*Brief*:
The whole listing below is to be repeated without alteration.

Top of Source data

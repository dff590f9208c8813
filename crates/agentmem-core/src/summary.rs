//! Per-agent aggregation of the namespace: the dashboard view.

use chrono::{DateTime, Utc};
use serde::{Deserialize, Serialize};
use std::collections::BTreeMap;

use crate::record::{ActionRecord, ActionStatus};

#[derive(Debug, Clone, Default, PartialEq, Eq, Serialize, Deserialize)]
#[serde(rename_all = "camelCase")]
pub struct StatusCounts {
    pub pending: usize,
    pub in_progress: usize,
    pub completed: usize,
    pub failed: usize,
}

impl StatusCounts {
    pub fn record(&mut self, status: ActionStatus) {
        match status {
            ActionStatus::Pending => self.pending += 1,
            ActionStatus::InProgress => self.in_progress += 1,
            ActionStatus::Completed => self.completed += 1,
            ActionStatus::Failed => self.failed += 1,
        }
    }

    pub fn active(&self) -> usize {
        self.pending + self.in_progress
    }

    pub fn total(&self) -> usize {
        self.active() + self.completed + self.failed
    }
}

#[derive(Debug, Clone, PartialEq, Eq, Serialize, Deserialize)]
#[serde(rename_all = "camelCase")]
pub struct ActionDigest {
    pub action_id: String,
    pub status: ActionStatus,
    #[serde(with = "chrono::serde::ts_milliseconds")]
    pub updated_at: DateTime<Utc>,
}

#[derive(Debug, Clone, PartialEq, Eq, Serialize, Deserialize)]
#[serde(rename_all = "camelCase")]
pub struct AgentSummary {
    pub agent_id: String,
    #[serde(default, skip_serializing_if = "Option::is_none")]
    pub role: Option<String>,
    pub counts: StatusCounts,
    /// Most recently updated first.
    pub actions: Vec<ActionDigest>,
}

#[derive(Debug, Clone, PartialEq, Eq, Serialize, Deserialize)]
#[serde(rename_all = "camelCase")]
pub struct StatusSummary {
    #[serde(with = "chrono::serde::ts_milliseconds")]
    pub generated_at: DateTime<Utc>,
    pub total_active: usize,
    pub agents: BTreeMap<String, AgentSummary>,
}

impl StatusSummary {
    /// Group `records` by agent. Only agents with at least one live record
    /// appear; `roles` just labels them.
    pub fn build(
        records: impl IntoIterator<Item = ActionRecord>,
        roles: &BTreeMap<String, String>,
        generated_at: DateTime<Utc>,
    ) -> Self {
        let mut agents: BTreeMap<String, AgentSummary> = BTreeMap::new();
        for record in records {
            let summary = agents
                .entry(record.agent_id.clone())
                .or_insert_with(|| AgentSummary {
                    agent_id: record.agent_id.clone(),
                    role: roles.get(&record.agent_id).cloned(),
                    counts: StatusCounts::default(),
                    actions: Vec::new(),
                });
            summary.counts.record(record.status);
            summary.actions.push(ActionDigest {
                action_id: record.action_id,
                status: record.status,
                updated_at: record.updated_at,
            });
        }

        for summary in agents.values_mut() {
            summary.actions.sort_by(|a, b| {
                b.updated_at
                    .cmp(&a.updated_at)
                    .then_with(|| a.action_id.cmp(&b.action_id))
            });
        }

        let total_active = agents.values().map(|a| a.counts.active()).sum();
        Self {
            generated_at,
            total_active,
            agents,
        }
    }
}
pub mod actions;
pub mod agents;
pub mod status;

Bottom of Source data

*Exercise result*:
repository dff590f9208c8813
filename crates/agentmem-core/src/summary.rs
//! Per-agent aggregation of the namespace: the dashboard view.

use chrono::{DateTime, Utc};
use serde::{Deserialize, Serialize};
use std::collections::BTreeMap;

use crate::record::{ActionRecord, ActionStatus};

#[derive(Debug, Clone, Default, PartialEq, Eq, Serialize, Deserialize)]
#[serde(rename_all = "camelCase")]
pub struct StatusCounts {
    pub pending: usize,
    pub in_progress: usize,
    pub completed: usize,
    pub failed: usize,
}

impl StatusCounts {
    pub fn record(&mut self, status: ActionStatus) {
        match status {
            ActionStatus::Pending => self.pending += 1,
            ActionStatus::InProgress => self.in_progress += 1,
            ActionStatus::Completed => self.completed += 1,
            ActionStatus::Failed => self.failed += 1,
        }
    }

    pub fn active(&self) -> usize {
        self.pending + self.in_progress
    }

    pub fn total(&self) -> usize {
        self.active() + self.completed + self.failed
    }
}

#[derive(Debug, Clone, PartialEq, Eq, Serialize, Deserialize)]
#[serde(rename_all = "camelCase")]
pub struct ActionDigest {
    pub action_id: String,
    pub status: ActionStatus,
    #[serde(with = "chrono::serde::ts_milliseconds")]
    pub updated_at: DateTime<Utc>,
}

#[derive(Debug, Clone, PartialEq, Eq, Serialize, Deserialize)]
#[serde(rename_all = "camelCase")]
pub struct AgentSummary {
    pub agent_id: String,
    #[serde(default, skip_serializing_if = "Option::is_none")]
    pub role: Option<String>,
    pub counts: StatusCounts,
    /// Most recently updated first.
    pub actions: Vec<ActionDigest>,
}

#[derive(Debug, Clone, PartialEq, Eq, Serialize, Deserialize)]
#[serde(rename_all = "camelCase")]
pub struct StatusSummary {
    #[serde(with = "chrono::serde::ts_milliseconds")]
    pub generated_at: DateTime<Utc>,
    pub total_active: usize,
    pub agents: BTreeMap<String, AgentSummary>,
}

impl StatusSummary {
    /// Group `records` by agent. Only agents with at least one live record
    /// appear; `roles` just labels them.
    pub fn build(
        records: impl IntoIterator<Item = ActionRecord>,
        roles: &BTreeMap<String, String>,
        generated_at: DateTime<Utc>,
    ) -> Self {
        let mut agents: BTreeMap<String, AgentSummary> = BTreeMap::new();
        for record in records {
            let summary = agents
                .entry(record.agent_id.clone())
                .or_insert_with(|| AgentSummary {
                    agent_id: record.agent_id.clone(),
                    role: roles.get(&record.agent_id).cloned(),
                    counts: StatusCounts::default(),
                    actions: Vec::new(),
                });
            summary.counts.record(record.status);
            summary.actions.push(ActionDigest {
                action_id: record.action_id,
                status: record.status,
                updated_at: record.updated_at,
            });
        }

        for summary in agents.values_mut() {
            summary.actions.sort_by(|a, b| {
                b.updated_at
                    .cmp(&a.updated_at)
                    .then_with(|| a.action_id.cmp(&b.action_id))
            });
        }

        let total_active = agents.values().map(|a| a.counts.active()).sum();
        Self {
            generated_at,
            total_active,
            agents,
        }
    }
}
pub mod actions;
pub mod agents;
pub mod status;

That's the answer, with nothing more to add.